Well, Carole inherited some home-brew validation code. It's been running in the front-end of a web app for years.

const validateGeneral = async function (importantDataStructure) {
  log.info(`Validating schema for ${importantDataStructure.name} `)
  let errors = []
  try {
    importantDataStructure.importantField === 'onlyThisStringIsAllowed'
      ? null
      : errors.push(' Invalid importantField')
    validations.NAME_VALIDATION.test(importantDataStructure.name)
      ? null
      : errors.push(' importantDataStructure name has invalid characters')
    importantDataStructure.requiredField === undefined
      ? errors.push(' importantDataStructure is missing requiredField')
      : null
    if (errors.length > 0) {
      log.error(`Errors detected for ${importantDataStructure.name} `)
      throw new Error(errors.toString().trim())
    }
  } catch (err) {
    console.log(err)
  }
}

The first hint that there's something bad here might just be the function name: validateGeneral. That's not a particularly informative name. The second hint is that the function is marked async, but does nothing asynchronous.

The meat of the function though is the validation rules, all of which are implemented as ternary expressions, but ignoring the expression part. They're using ternaries for flow control: validationRule ? null : handleError is the basic formula. I'm not certain that I've seen this particular abuse of ternaries before. It certainly does an excellent job making the code more complicated and harder to read.

For each failed validation rule, we push the error message into an array. This is already a bad choice, as we're losing any information about which field caused the failure, making it hard to understand the actual validation rules. But then, once we're done, we concatenate all the failed rules together into a single output string, so "making the errors easy for the user to understand" goes right out the window.

Which is just as well, since we never show the errors to the user anyway.

If there are errors, we throw them. And then we immediately catch them, and simply log them to the console.
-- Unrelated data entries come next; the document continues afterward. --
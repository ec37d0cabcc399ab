//! Resolved symbol catalogs.
//!
//! Every pass works in terms of [`SymbolId`]s resolved here once per run,
//! never in terms of name strings. Resolution is eager, so a missing
//! assembly surfaces as one fatal [`CatalogError`] before any file is
//! touched instead of as a silent non-match deep inside a pass. Fatality
//! is reserved for types and the individually named members the passes
//! emit or pivot on; set-valued member groups skip what the table does
//! not have, so `contains` checks degrade to non-matches.

mod moq;
mod rhino;

pub use moq::MoqSymbols;
pub use rhino::RhinoSymbols;

use std::collections::HashSet;

use thiserror::Error;

use crate::sema::metadata::{SymbolId, SymbolTable};

#[derive(Debug, Error)]
pub enum CatalogError {
    #[error("required type `{0}` is not present in the referenced assemblies")]
    MissingType(&'static str),
    #[error("required member `{type_name}.{member}` is not present in the referenced assemblies")]
    MissingMember {
        type_name: &'static str,
        member: &'static str,
    },
    #[error("required extension method `{0}` is not present in the referenced assemblies")]
    MissingExtension(&'static str),
}

pub(crate) fn require_type(
    table: &SymbolTable,
    full_name: &'static str,
) -> Result<SymbolId, CatalogError> {
    table
        .type_named(full_name)
        .ok_or(CatalogError::MissingType(full_name))
}

pub(crate) fn require_member(
    table: &SymbolTable,
    owner: SymbolId,
    type_name: &'static str,
    member: &'static str,
) -> Result<SymbolId, CatalogError> {
    table
        .member(owner, member)
        .ok_or(CatalogError::MissingMember { type_name, member })
}

pub(crate) fn require_extension(
    table: &SymbolTable,
    name: &'static str,
) -> Result<SymbolId, CatalogError> {
    table
        .extension(name)
        .ok_or(CatalogError::MissingExtension(name))
}

/// Lookup for set-valued member groups: members the table does not have
/// contribute nothing.
pub(crate) fn member_group(
    table: &SymbolTable,
    owner: SymbolId,
    names: &[&str],
) -> HashSet<SymbolId> {
    names.iter().filter_map(|n| table.member(owner, n)).collect()
}

#[cfg(test)]
mod tests {
    use super::*;
    use crate::sema::metadata::ReturnShape;

    #[test]
    fn test_member_groups_skip_missing_members() {
        let mut table = SymbolTable::new();
        let owner = table.add_type("Fake", "Thing");
        let present = table.add_method(owner, "Here", ReturnShape::Void);
        let group = member_group(&table, owner, &["Here", "Missing"]);
        assert_eq!(group.len(), 1);
        assert!(group.contains(&present));
    }
}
The user can't see them, unless they pull up the developer console.

Carole also did us the favor of digging through the code history, which allows us to understand a little bit more about the weird choices.

The original developer marked the function async, because they wrapped all the ternaries in a Promise.all call- clearly trying to make the obstinately single-threaded JavaScript do some multithreaded validation. It never worked, so they removed the Promise.all call, but not the async.

The function used to throw the errors up the chain (which is its own WTF, since a return value probably makes more sense), but while debugging another developer wrapped it all in the try/catch block. And then they never removed the debugging code, and thus broke the function entirely. It passed code review, testing, and was released to production in that state. If anyone noticed that validations didn't work, nobody's reported the problem yet.